Civic leadership, personal virtues of 'Mr. Westport' hailed at Allen Raymond memorial service
Published 8:08 am, Sunday, May 18, 2014
Now, following his death at age 91 on May 1, the man widely known around town as "Mr. Westport," was fondly recalled Saturday in the same spirit during a service celebrating his life at Greens Farms Congregational Church.
"Allen is coming," said his niece, Mary Zulack, who was among those who filled the church Saturday afternoon. "He is an energetic optimist."
The wide range of Raymond's civic involvement over the years was extolled by several speakers, but Zulack also shared some little-known stories about help and compassion Raymond provided to individuals, such as weekly care for a troubled local man that literally included helping the man bathe and get dressed.

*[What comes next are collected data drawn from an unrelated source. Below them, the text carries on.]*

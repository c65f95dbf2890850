//! Server Module
//!
//! Wires the pieces together: a listener, the accept loop, one connection
//! task per client, and the dispatcher that owns the store.
//!
//! ```text
//!        ┌──────────────┐  spawn   ┌──────────────┐
//!        │  AcceptLoop  │─────────>│  Connection  │ ×N
//!        └──────────────┘          └──────┬───────┘
//!                                         │ Message / PeerEvent
//!                                         ▼
//!                                  ┌──────────────┐
//!                                  │  Dispatcher  │ ×1
//!                                  │ MemoryStore  │
//!                                  └──────────────┘
//! ```
//!
//! Shutdown is a `watch` signal seen by all three kinds of task. The
//! accept loop stops accepting, connections stop reading and drop their
//! sockets, and the dispatcher stops and drops the registry.

pub mod dispatcher;
pub mod listener;

pub use dispatcher::{
    DispatchReport, DispatchStats, Dispatcher, DispatcherClosed, DispatcherConfig,
    DispatcherHandle, Message, PeerEvent,
};
pub use listener::{AcceptLoop, Backoff};

use crate::config::ServerConfig;
use crate::connection::ConnectionContext;
use crate::storage::{MemoryStore, Store};
use anyhow::Context;
use std::future::Future;
use std::net::SocketAddr;
use tokio::net::TcpListener;
use tokio::sync::watch;
use tracing::info;

/// A bound, not yet running server.
pub struct Server {
    listener: TcpListener,
    config: ServerConfig,
}

impl Server {
    /// Binds the listening socket. This is the only fatal step.
    pub async fn bind(config: ServerConfig) -> anyhow::Result<Self> {
        let listener = TcpListener::bind(config.bind_address())
            .await
            .with_context(|| format!("failed to bind {}", config.bind_address()))?;

        Ok(Self { listener, config })
    }

    pub fn local_addr(&self) -> std::io::Result<SocketAddr> {
        self.listener.local_addr()
    }

    /// Serves clients until `shutdown` completes, then stops every task and
    /// returns what the dispatcher held.
    pub async fn run_until<F>(self, shutdown: F) -> anyhow::Result<DispatchReport<MemoryStore>>
    where
        F: Future<Output = ()> + Send,
    {
        let Server { listener, config } = self;
        let local_addr = listener.local_addr()?;

        let (shutdown_tx, shutdown_rx) = watch::channel(false);

        let store = match config.max_keys {
            Some(max) => MemoryStore::with_max_keys(max),
            None => MemoryStore::new(),
        };
        let max_keys = store.max_keys();
        let (dispatcher, handle) =
            dispatcher::channel(store, config.dispatcher_config(), shutdown_rx.clone());
        let dispatcher = tokio::spawn(dispatcher.run());

        let ctx = ConnectionContext::new(handle, shutdown_rx).with_read_size(config.read_buffer_size);
        let backoff = Backoff::new(config.accept_backoff_initial, config.accept_backoff_max);
        let accept = tokio::spawn(AcceptLoop::new(listener, ctx, backoff).run());

        info!(
            addr = %local_addr,
            pipelining = config.pipelining,
            max_keys = ?max_keys,
            "server running"
        );

        shutdown.await;
        info!("shutdown signal received, stopping server");
        // Only fails when every task has already stopped on its own.
        let _ = shutdown_tx.send(true);

        accept.await.context("accept loop panicked")?;
        let report = dispatcher.await.context("dispatcher panicked")?;

        info!(
            keys = report.store.len(),
            live_peers = report.live_peers,
            "server shutdown complete"
        );
        Ok(report)
    }
}
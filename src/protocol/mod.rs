//! RESP Wire Encoding
//!
//! The server speaks the array-of-bulk-strings dialect of the Redis
//! Serialization Protocol. Only a small surface of it matters to the rest of
//! the crate:
//!
//! - decode the next value from a received chunk ([`RespReader`])
//! - ask whether a value is an array and walk its elements
//! - take the raw bytes of a scalar, or compare it against a command verb
//!
//! Encoding ([`RespValue::serialize`]) is used by the client side to frame
//! commands.
//!
//! ## Example
//!
//! ```
//! use loopkv::protocol::{RespReader, RespValue};
//!
//! let frame = RespValue::command(["GET", "name"]).serialize();
//! let mut reader = RespReader::new(frame);
//!
//! let value = reader.read_value().unwrap().unwrap();
//! assert_eq!(value.as_array().map(<[RespValue]>::len), Some(2));
//! assert!(reader.read_value().unwrap().is_none());
//! ```

pub mod parser;
pub mod types;

pub use parser::{ParseError, ParseResult, RespReader};
pub use types::RespValue;
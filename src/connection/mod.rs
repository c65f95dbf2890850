//! Connection Module
//!
//! Bridges client sockets to the dispatcher.
//!
//! ```text
//!                 TcpStream
//!                     │ into_split()
//!          ┌──────────┴──────────┐
//!          ▼                     ▼
//!   ┌─────────────┐       ┌─────────────┐
//!   │ Connection  │       │    Peer     │
//!   │ (read half) │       │(write half) │
//!   │ own task    │       │ owned by the│
//!   └──────┬──────┘       │ dispatcher  │
//!          │ Message      └──────▲──────┘
//!          ▼                     │ GET reply
//!   ┌────────────────────────────┴──┐
//!   │          Dispatcher           │
//!   └───────────────────────────────┘
//! ```
//!
//! A connection only ever reads its own socket, and only the dispatcher
//! writes to it, through the registered [`Peer`].

pub mod handler;
pub mod peer;

pub use handler::{
    handle_connection, Connection, ConnectionContext, ConnectionError, DEFAULT_READ_SIZE,
};
pub use peer::{Peer, PeerId, PeerWriter};
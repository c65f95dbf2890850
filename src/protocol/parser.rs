//! Sequential RESP Decoder
//!
//! [`RespReader`] walks one received chunk and hands out the values encoded
//! in it, one at a time. Bulk strings are sliced out of the chunk rather than
//! copied, so a decoded key or value shares the allocation the socket read
//! filled.
//!
//! A chunk is expected to hold whole frames. A value cut off by the end of
//! the chunk is reported as [`ParseError::Incomplete`], the same as any other
//! malformed input; the reader does not wait for more bytes.
//!
//! Lines that do not start with a type prefix are decoded as inline commands
//! (`SET name Ariz\r\n`), the form telnet-style clients send.

use crate::protocol::types::{prefix, RespValue, CRLF};
use bytes::Bytes;
use std::num::ParseIntError;
use thiserror::Error;

/// Errors that can occur during RESP decoding.
#[derive(Debug, Error, Clone, PartialEq, Eq)]
pub enum ParseError {
    /// The chunk ended in the middle of a value
    #[error("incomplete frame")]
    Incomplete,

    /// Invalid integer format
    #[error("invalid integer: {0}")]
    InvalidInteger(String),

    /// Invalid UTF-8 in a line that must be text
    #[error("invalid UTF-8: {0}")]
    InvalidUtf8(String),

    /// Bulk string length is negative (but not -1 for null)
    #[error("invalid bulk string length: {0}")]
    InvalidBulkLength(i64),

    /// Array length is negative (but not -1 for null)
    #[error("invalid array length: {0}")]
    InvalidArrayLength(i64),

    /// Bulk string payload not followed by CRLF
    #[error("bulk string missing trailing CRLF")]
    MissingCrlf,

    /// Arrays nested deeper than [`MAX_NESTING_DEPTH`]
    #[error("maximum nesting depth exceeded: {0}")]
    TooDeep(usize),

    /// The message exceeds maximum allowed size
    #[error("message too large: {size} bytes (max: {max})")]
    MessageTooLarge { size: usize, max: usize },

    /// Inline line with no words on it
    #[error("empty inline command")]
    EmptyInline,
}

/// Result type for decoding operations.
pub type ParseResult<T> = Result<T, ParseError>;

/// Maximum size for a single bulk string (512 MB, same as Redis)
pub const MAX_BULK_SIZE: usize = 512 * 1024 * 1024;

/// Maximum array nesting depth (prevent stack overflow)
pub const MAX_NESTING_DEPTH: usize = 32;

/// Decodes RESP values one after another from a byte chunk.
///
/// Also usable as an iterator of `ParseResult<RespValue>`. After the first
/// error the rest of the chunk is discarded: there is no way to find the
/// start of the next frame in a corrupt stream.
///
/// # Example
///
/// ```
/// use loopkv::protocol::{RespReader, RespValue};
///
/// let mut reader = RespReader::new(&b"+OK\r\n:7\r\n"[..]);
/// assert_eq!(reader.read_value(), Ok(Some(RespValue::SimpleString("OK".into()))));
/// assert_eq!(reader.read_value(), Ok(Some(RespValue::Integer(7))));
/// assert_eq!(reader.read_value(), Ok(None));
/// ```
#[derive(Debug, Clone)]
pub struct RespReader {
    buf: Bytes,
    pos: usize,
}

impl RespReader {
    /// Creates a reader positioned at the start of `buf`.
    pub fn new(buf: impl Into<Bytes>) -> Self {
        Self {
            buf: buf.into(),
            pos: 0,
        }
    }

    /// Number of bytes not yet decoded.
    pub fn remaining(&self) -> usize {
        self.buf.len() - self.pos
    }

    /// Decodes the next value.
    ///
    /// # Returns
    ///
    /// - `Ok(Some(value))` - a value was decoded
    /// - `Ok(None)` - every byte of the chunk has been consumed
    /// - `Err(e)` - malformed or truncated input; the reader is now drained
    pub fn read_value(&mut self) -> ParseResult<Option<RespValue>> {
        if self.remaining() == 0 {
            return Ok(None);
        }

        match self.value(0) {
            Ok(value) => Ok(Some(value)),
            Err(e) => {
                self.pos = self.buf.len();
                Err(e)
            }
        }
    }

    fn value(&mut self, depth: usize) -> ParseResult<RespValue> {
        if depth > MAX_NESTING_DEPTH {
            return Err(ParseError::TooDeep(MAX_NESTING_DEPTH));
        }

        let tag = *self.buf.get(self.pos).ok_or(ParseError::Incomplete)?;
        match tag {
            prefix::SIMPLE_STRING => {
                self.pos += 1;
                Ok(RespValue::SimpleString(self.text_line()?))
            }
            prefix::ERROR => {
                self.pos += 1;
                Ok(RespValue::Error(self.text_line()?))
            }
            prefix::INTEGER => {
                self.pos += 1;
                Ok(RespValue::Integer(self.integer_line()?))
            }
            prefix::BULK_STRING => {
                self.pos += 1;
                self.bulk_string()
            }
            prefix::ARRAY => {
                self.pos += 1;
                self.array(depth)
            }
            _ => self.inline(),
        }
    }

    /// Takes the bytes up to the next CRLF and moves past the terminator.
    fn line(&mut self) -> ParseResult<Bytes> {
        let end = find_crlf(&self.buf[self.pos..]).ok_or(ParseError::Incomplete)?;
        let line = self.buf.slice(self.pos..self.pos + end);
        self.pos += end + CRLF.len();
        Ok(line)
    }

    fn text_line(&mut self) -> ParseResult<String> {
        let line = self.line()?;
        std::str::from_utf8(&line)
            .map(str::to_owned)
            .map_err(|e| ParseError::InvalidUtf8(e.to_string()))
    }

    fn integer_line(&mut self) -> ParseResult<i64> {
        self.text_line()?
            .parse()
            .map_err(|e: ParseIntError| ParseError::InvalidInteger(e.to_string()))
    }

    /// `$<length>\r\n<data>\r\n`, prefix already consumed
    fn bulk_string(&mut self) -> ParseResult<RespValue> {
        let declared = self.integer_line()?;
        if declared == -1 {
            return Ok(RespValue::Null);
        }

        let length =
            usize::try_from(declared).map_err(|_| ParseError::InvalidBulkLength(declared))?;
        if length > MAX_BULK_SIZE {
            return Err(ParseError::MessageTooLarge {
                size: length,
                max: MAX_BULK_SIZE,
            });
        }

        let end = self.pos + length;
        if self.buf.len() < end + CRLF.len() {
            return Err(ParseError::Incomplete);
        }
        if &self.buf[end..end + CRLF.len()] != CRLF {
            return Err(ParseError::MissingCrlf);
        }

        let data = self.buf.slice(self.pos..end);
        self.pos = end + CRLF.len();
        Ok(RespValue::BulkString(data))
    }

    /// `*<count>\r\n<elements...>`, prefix already consumed
    fn array(&mut self, depth: usize) -> ParseResult<RespValue> {
        let declared = self.integer_line()?;
        if declared == -1 {
            return Ok(RespValue::Null);
        }

        let count =
            usize::try_from(declared).map_err(|_| ParseError::InvalidArrayLength(declared))?;

        // Each element takes at least three bytes, never trust the header for capacity.
        let mut elements = Vec::with_capacity(count.min(self.remaining() / 3));
        for _ in 0..count {
            elements.push(self.value(depth + 1)?);
        }

        Ok(RespValue::Array(elements))
    }

    fn inline(&mut self) -> ParseResult<RespValue> {
        let line = self.line()?;
        let words: Vec<RespValue> = line
            .split(|b| b.is_ascii_whitespace())
            .filter(|word| !word.is_empty())
            .map(|word| RespValue::BulkString(line.slice_ref(word)))
            .collect();

        if words.is_empty() {
            return Err(ParseError::EmptyInline);
        }

        Ok(RespValue::Array(words))
    }
}

impl Iterator for RespReader {
    type Item = ParseResult<RespValue>;

    fn next(&mut self) -> Option<Self::Item> {
        self.read_value().transpose()
    }
}

/// Position of the first CRLF in `buf`.
#[inline]
fn find_crlf(buf: &[u8]) -> Option<usize> {
    buf.windows(CRLF.len()).position(|window| window == CRLF)
}

#[cfg(test)]
mod tests {
    use super::*;

    fn decode_one(input: &'static [u8]) -> ParseResult<Option<RespValue>> {
        RespReader::new(input).read_value()
    }

    #[test]
    fn test_simple_string() {
        assert_eq!(
            decode_one(b"+OK\r\n"),
            Ok(Some(RespValue::SimpleString("OK".to_string())))
        );
    }

    #[test]
    fn test_integer() {
        assert_eq!(decode_one(b":-42\r\n"), Ok(Some(RespValue::Integer(-42))));
    }

    #[test]
    fn test_invalid_integer() {
        assert!(matches!(
            decode_one(b":not_a_number\r\n"),
            Err(ParseError::InvalidInteger(_))
        ));
    }

    #[test]
    fn test_bulk_string() {
        assert_eq!(
            decode_one(b"$5\r\nhello\r\n"),
            Ok(Some(RespValue::BulkString(Bytes::from("hello"))))
        );
        assert_eq!(
            decode_one(b"$0\r\n\r\n"),
            Ok(Some(RespValue::BulkString(Bytes::new())))
        );
        assert_eq!(decode_one(b"$-1\r\n"), Ok(Some(RespValue::Null)));
    }

    #[test]
    fn test_binary_safe_bulk_string() {
        assert_eq!(
            decode_one(b"$5\r\nhel\x00o\r\n"),
            Ok(Some(RespValue::BulkString(Bytes::from(&b"hel\x00o"[..]))))
        );
    }

    #[test]
    fn test_bulk_string_errors() {
        assert_eq!(decode_one(b"$5\r\nhel"), Err(ParseError::Incomplete));
        assert_eq!(decode_one(b"$3\r\nhelXX"), Err(ParseError::MissingCrlf));
        assert_eq!(
            decode_one(b"$-2\r\n"),
            Err(ParseError::InvalidBulkLength(-2))
        );
    }

    #[test]
    fn test_array() {
        assert_eq!(
            decode_one(b"*2\r\n$3\r\nGET\r\n$4\r\nname\r\n"),
            Ok(Some(RespValue::command(["GET", "name"])))
        );
        assert_eq!(decode_one(b"*0\r\n"), Ok(Some(RespValue::Array(vec![]))));
        assert_eq!(decode_one(b"*-1\r\n"), Ok(Some(RespValue::Null)));
    }

    #[test]
    fn test_nested_array() {
        assert_eq!(
            decode_one(b"*2\r\n:1\r\n*2\r\n:2\r\n:3\r\n"),
            Ok(Some(RespValue::Array(vec![
                RespValue::Integer(1),
                RespValue::Array(vec![RespValue::Integer(2), RespValue::Integer(3)]),
            ])))
        );
    }

    #[test]
    fn test_array_truncated() {
        assert_eq!(
            decode_one(b"*3\r\n$3\r\nSET\r\n$3\r\nfoo\r\n"),
            Err(ParseError::Incomplete)
        );
    }

    #[test]
    fn test_nesting_limit() {
        let input = "*1\r\n".repeat(MAX_NESTING_DEPTH + 2);
        let mut reader = RespReader::new(input);
        assert_eq!(
            reader.read_value(),
            Err(ParseError::TooDeep(MAX_NESTING_DEPTH))
        );
    }

    #[test]
    fn test_inline_command() {
        assert_eq!(
            decode_one(b"SET  name Ariz\r\n"),
            Ok(Some(RespValue::command(["SET", "name", "Ariz"])))
        );
        assert_eq!(decode_one(b"  \r\n"), Err(ParseError::EmptyInline));
    }

    #[test]
    fn test_sequential_values() {
        let mut reader = RespReader::new(&b"+OK\r\n*1\r\n$4\r\nPING\r\n:5\r\n"[..]);
        let values: Vec<_> = reader.by_ref().collect::<ParseResult<_>>().unwrap();
        assert_eq!(
            values,
            vec![
                RespValue::SimpleString("OK".to_string()),
                RespValue::command(["PING"]),
                RespValue::Integer(5),
            ]
        );
        assert_eq!(reader.remaining(), 0);
    }

    #[test]
    fn test_error_drains_reader() {
        let mut reader = RespReader::new(&b":x\r\n+OK\r\n"[..]);
        assert!(reader.next().unwrap().is_err());
        assert!(reader.next().is_none());
    }

    #[test]
    fn test_bulk_shares_buffer() {
        let chunk = Bytes::from_static(b"$3\r\nbar\r\n");
        let value = RespReader::new(chunk.clone()).read_value().unwrap().unwrap();
        let RespValue::BulkString(data) = value else {
            panic!("expected bulk string");
        };
        assert_eq!(data.as_ptr(), chunk[4..].as_ptr());
    }
}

"There are many stories like this," she said. "He did not reveal some of his intense personal contributions to some people."
Still, she and other said, his known legacy was substantial.
"He was a giant in the world of education and publishing, and he was a giant in Westport," she said.
"It was through his `yes' to life that he prevailed," said Len Raymond, his eldest son, who spoke on behalf of Raymond's five children. "He very early on mastered `yes.' Yes in believing in his children. Yes in believing that all people are inherently good, and yes in getting things done."
While Len said Allen Raymond loved adventure, he also chose to spend his final days at home, surrounded by friends and family. "He chose to die at home and was truly pleased to have people visit him."
"In recent times I saw him as the face of joy, as if paradise were at his call," he said. "In this unassuming, gentle way of his, he preached -- preached of surrender as the good life," the son said.
First Selectman Jim Marpe praised Allen Raymond as a mentor, noting a relationship that began 25 years ago when Marpe first joined the church.
"Allen Raymond was one of the first people that I met," he said. "I was immediately struck by his warmth ... and his intellect."
Marpe outlined the long list of Raymond's civic and community activities, including his pivotal role in the town acquiring Longshore Club Park. He said he was saddened that, while Raymond had in the past chaired the Board of Education, the Norwalk Symphony's board, the Republican Town Committee and the Earthplace trustees, among many leadership roles, his passing left three vacancies in local government that he still held at the time of his death, including the Land Acquisition Committee, Sherwood Mill Pond Committee and as town historian.
"I feel blessed to have known such a fine leader," Marpe said. "And thank you to the Raymond family for sharing him with Westport."
"He was just a lovely man," said Ellie Lowenstein, who worked with him in town government and knew him through the church. "very helpful to everybody and very friendly."
"We rejoiced that we were fortunate to experience life with Allen," said the Rev. Jeffrey Rider, Greens Farms senior minister, whose appointment Raymond helped secure.
Among the most moving words at the service were prepared by Raymond himself, printed in the program for Saturday's celebration.
"To all here today, and all who have always been so kind to me, especially in these last few months ... Please accept my deep gratitude and my hope and prayers for each of you as expressed in the Irish Blessing, `Thank you most sincerely and God bless ... until we meet again.' "
"Celebrate life," he wrote, "and do something nice for someone every day."